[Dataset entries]
□ □ □

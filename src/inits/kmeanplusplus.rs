use crate::{DistanceFunction, KMeans, KMeansConfig, KMeansError, KMeansState, Sample};
use rand::distributions::WeightedIndex;
use rand::prelude::*;
use rayon::prelude::*;
use std::ops::DerefMut;

#[inline(always)]
pub fn calculate<S: Sample, D: DistanceFunction>(kmean: &KMeans<S, D>, state: &mut KMeansState<S>, config: &KMeansConfig<'_, S>) -> Result<(), KMeansError> {
    let mut rnd = config.rnd.borrow_mut();
    state.centroids.clear();

    // Randomly select first centroid
    let first_idx = rnd.gen_range(0, kmean.sample_cnt);
    state.centroids.push(kmean.samples[first_idx]);

    for k in 1..state.k {
        // For each following centroid...
        // Calculate distances & update cluster-assignments against the centroids chosen so far
        kmean.update_cluster_assignments(state, Some(k));

        // Use rand's WeightedIndex to randomly draw a centroid, with probabilities proportional to the distances.
        // When all samples coincide with a centroid, there is nothing to weight -> draw uniformly.
        let sampled_centroid_id = match WeightedIndex::new(state.centroid_distances.par_iter().cloned().collect::<Vec<u64>>()) {
            Ok(centroid_index) => centroid_index.sample(rnd.deref_mut()),
            Err(_) => rnd.gen_range(0, kmean.sample_cnt),
        };
        state.centroids.push(kmean.samples[sampled_centroid_id]);
    }
    log::debug!("kmeans++ selected {} centroids", state.centroids.len());
    Ok(())
}


#[cfg(test)]
mod tests {
    use super::*;

    #[test]
    fn picks_distinct_groups() {
        // Three well separated colors: kmeans++ can never pick a second sample of an already chosen color,
        // because its distance (and therefore its probability) is 0.
        let red = [255u8, 0, 0, 255];
        let green = [0u8, 255, 0, 255];
        let blue = [0u8, 0, 255, 255];
        let samples: Vec<[u8; 4]> = (0..30).map(|i| [red, green, blue][i % 3]).collect();
        let kmean = KMeans::new(samples);
        for seed in 0..20 {
            let conf = KMeansConfig::build().random_generator(StdRng::seed_from_u64(seed)).build();
            let mut state = KMeansState::new(kmean.sample_cnt, 3);
            calculate(&kmean, &mut state, &conf).unwrap();
            let mut centroids = state.centroids.clone();
            centroids.sort();
            assert_eq!(centroids, {
                let mut should = vec![red, green, blue];
                should.sort();
                should
            });
        }
    }

    #[test]
    fn identical_samples() {
        let kmean = KMeans::new(vec![[9u8, 9, 9, 9]; 10]);
        let conf = KMeansConfig::build().random_generator(StdRng::seed_from_u64(1)).build();
        let mut state = KMeansState::new(kmean.sample_cnt, 4);
        calculate(&kmean, &mut state, &conf).unwrap();
        assert_eq!(state.centroids, vec![[9u8, 9, 9, 9]; 4]);
    }
}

□ □ □

- **What this task involves**
Tell how many lines above contain the word "blue". Nothing but the number is needed.

- **Output for this task**
3